Samaritan viene distrutto, si salvano Fusco e Shaw, e la Macchina riesce a tornare sulla Terra, forse pronta a proseguire la missione che suo padre le aveva dato e che ora lei ha cominciato a comprendere sul serio. Ancora una volta torna in gioco la metafora genitoriale, che a sua volta dà spessore al grande tema della crescita e del cambiamento. Se c’è un filo conduttore di tutta la serie è proprio quello dell’apprendimento, della capacità di imparare dai propri errori per migliorare se stessi.
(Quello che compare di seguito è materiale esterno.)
// SPDX-License-Identifier: Apache-2.0 OR MIT
// Copyright (c) 2025-2026 naskel.com

//! Probe tests against the host C compiler.
//!
//! Skipped (with a note on stderr) when `cc` cannot be run.

use nk_abi::{
    CProbe, Emitter, LayoutError, LayoutReport, NativeType, ProbeConfig, Registry, SizeOracle,
    TypeBinding,
};
use std::fs;
use std::path::Path;
use std::process::Command;

const HEADER: &str = r#"
#ifndef NK_TEST_HEADER
#define NK_TEST_HEADER
struct nk_vec2 { float x, y; };
struct nk_rect { float x, y, w, h; };
typedef union { void *ptr; int id; } nk_handle;
struct nk_color { unsigned char r, g, b, a; };
#ifdef NK_INCLUDE_COMMAND_USERDATA
struct nk_command { unsigned short type; nk_handle userdata; };
#else
struct nk_command { unsigned short type; };
#endif
struct nk_context;
#endif
"#;

// Rust mirrors of the header types.
#[allow(dead_code)]
#[repr(C)]
struct Rect {
    x: f32,
    y: f32,
    w: f32,
    h: f32,
}

#[allow(dead_code)]
#[repr(C)]
union Handle {
    ptr: *mut std::ffi::c_void,
    id: i32,
}

#[allow(dead_code)]
#[repr(C)]
struct CommandMirror {
    kind: u16,
    userdata: Handle,
}

fn compiler_available() -> bool {
    let ok = Command::new("cc")
        .arg("--version")
        .output()
        .is_ok_and(|o| o.status.success());
    if !ok {
        eprintln!("skipping: no host C compiler (`cc`)");
    }
    ok
}

fn probe_config(dir: &Path) -> ProbeConfig {
    fs::write(dir.join("nuklear.h"), HEADER).expect("write header");
    ProbeConfig {
        compiler: Some("cc".to_string()),
        include_dirs: vec![dir.to_path_buf()],
        ..ProbeConfig::default()
    }
}

fn test_registry() -> Registry {
    Registry::new(vec![
        TypeBinding::new(NativeType::struct_named("nk_rect"), "Rect"),
        TypeBinding::new(NativeType::struct_named("nk_vec2"), "Vec2"),
        TypeBinding::new(NativeType::typedef_named("nk_handle"), "Handle"),
        TypeBinding::new(NativeType::struct_named("nk_color"), "Color"),
        TypeBinding::new(NativeType::struct_named("nk_command"), "Command"),
    ])
}

#[test]
fn test_measured_sizes_match_host_layout() {
    if !compiler_available() {
        return;
    }
    let dir = tempfile::tempdir().expect("tempdir");
    let probe = CProbe::new(probe_config(dir.path())).expect("probe");
    let registry = test_registry();

    let sizes = probe.measure(&registry).expect("measure");

    let size = |ty: NativeType| sizes.size_of(&ty).expect("measured");
    assert_eq!(size(NativeType::struct_named("nk_rect")), std::mem::size_of::<Rect>() as u64);
    assert_eq!(size(NativeType::struct_named("nk_vec2")), 8);
    assert_eq!(
        size(NativeType::typedef_named("nk_handle")),
        std::mem::size_of::<Handle>() as u64
    );
    assert_eq!(size(NativeType::struct_named("nk_color")), 4);
    // NK_INCLUDE_COMMAND_USERDATA is among the default defines
    assert_eq!(
        size(NativeType::struct_named("nk_command")),
        std::mem::size_of::<CommandMirror>() as u64
    );
}

#[test]
fn test_defines_change_layout() {
    if !compiler_available() {
        return;
    }
    let dir = tempfile::tempdir().expect("tempdir");
    let config = ProbeConfig {
        defines: Vec::new(),
        ..probe_config(dir.path())
    };
    let registry = Registry::new(vec![TypeBinding::new(
        NativeType::struct_named("nk_command"),
        "Command",
    )]);

    let sizes = CProbe::new(config)
        .and_then(|p| p.measure(&registry))
        .expect("measure");

    assert_eq!(sizes.size_of(&NativeType::struct_named("nk_command")), Some(2));
}

#[test]
fn test_incomplete_type_is_unresolvable() {
    if !compiler_available() {
        return;
    }
    let dir = tempfile::tempdir().expect("tempdir");
    let probe = CProbe::new(probe_config(dir.path())).expect("probe");
    let registry = Registry::new(vec![
        TypeBinding::new(NativeType::struct_named("nk_rect"), "Rect"),
        TypeBinding::new(NativeType::struct_named("nk_context"), "Context"),
    ]);

    match probe.measure(&registry) {
        Err(LayoutError::UnresolvableType {
            native, foreign, ..
        }) => {
            assert_eq!(native, "struct nk_context");
            assert_eq!(foreign, "Context");
        }
        other => panic!("expected UnresolvableType, got {other:?}"),
    }
}

#[test]
fn test_missing_compiler() {
    let dir = tempfile::tempdir().expect("tempdir");
    let config = ProbeConfig {
        compiler: Some("nk-abi-no-such-compiler".to_string()),
        ..probe_config(dir.path())
    };

    let err = CProbe::new(config)
        .and_then(|p| p.measure(&test_registry()))
        .expect_err("compiler cannot be spawned");

    assert!(matches!(err, LayoutError::CompilerUnavailable { .. }));
}

#[test]
fn test_measure_report_and_emit() {
    if !compiler_available() {
        return;
    }
    let dir = tempfile::tempdir().expect("tempdir");
    let probe = CProbe::new(probe_config(dir.path())).expect("probe");
    let registry = test_registry();
    let sizes = probe.measure(&registry).expect("measure");

    // a report replayed later yields the same document as the live probe
    let report = LayoutReport::measure(&registry, &sizes, "nuklear", Some(probe.compiler()))
        .expect("report");
    let replayed = LayoutReport::from_json(&report.to_json().expect("json")).expect("parse");
    assert_eq!(replayed, report);

    let emitter = Emitter::new(&registry, "nuklear").expect("emitter");
    let live = emitter.render(&sizes).expect("live");
    let from_report = emitter.render(&replayed.table()).expect("replay");
    assert_eq!(live, from_report);
    assert!(live.contains("#assert(size_of(Vec2) == 8)\n"));
    assert!(live.contains("#assert(size_of(Color) == 4)\n"));
}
E se è vero che questo vale per tutti, partendo da Harold che in cinque stagioni mette e rimette in discussione le sue credenze e convinzioni, e finendo con Fusco che da parassita inetto diventa eroe e idolo delle folle (televisive), è chiaro che il processo vale soprattutto per la Macchina: tutto il finale è un unico racconto con cui la Macchina svela di aver sondato l’animo degli uomini per imparare a capirlo, e per imparare perché il lavoro svolto agli ordini di Harold era importante.
C’è pure fin troppo zucchero, siamo evidentemente di fronte a un finale un po’ retorico e smielato. E neppure possiamo considerare granché originale il messaggio finale espresso dalla Macchina in maniera parecchio esplicita: se aiuti gli altri, se qualcuno ricorderà il bene che hai fatto, allora la tua vita avrà avuto un significato e in qualche modo sconfiggerai la morte.
Roba da poster motivazionale, a voler essere cinici. Eppure era difficile fare diversamente, perché la trasformazione da Macchina a Persona non ha riguardato solo la “Machine”, ma anche tutti gli altri personaggi: all’inizio della serie John era una macchina da guerra, Harold una macchina razionale, Root era una macchina assassina, Shaw era la versione femminile e pure più fredda di John, Fusco era un animaletto viscido mosso solo dagli istinti e dall’egoismo. Pian piano, nel vivere le comuni (dis)avventure, questi personaggi hanno acquistato dei sentimenti, uno scopo, delle relazioni, compiendo di fatto lo stesso percorso della Macchina che era contemporaneamente strumento, alleato e datore di lavoro.
C’è un punto, durante l’episodio finale, in cui la Macchina spiega come la vita degli umani abbia valore proprio perché effimera, non-perpetua. Nell’assistere a 56 milioni di morti solo nell’ultimo anno, la Macchina ha cercato di capire quali fossero quelle significative e quelle no, scoprendo il valore nelle relazioni fra le persone, capaci di lasciare un’impronta in grado di sopravvivere alla morte del corpo. Una considerazione che, ovviamente, dà ulteriore valore al sacrificio di John, e permette alla Macchina di diventare più consapevole, di essere una “persona”, capace di portare avanti il lavoro anche senza Harold, perché ormai non ha più bisogno di un umano che le spieghi cosa è giusto fare, visto che l’ha imparato da sola.
Un passaggio di consegne dunque, che prescinde dalla natura biologica dei genitori e dei figli e punta tutto sull’importanza di lasciare qualcosa di positivo nel mondo, che sia una Macchina senziente capace di salvare vite umane, o una semplice serie tv abbastanza buona da lasciare un ricordo affettuoso nel cuore dei suoi spettatori.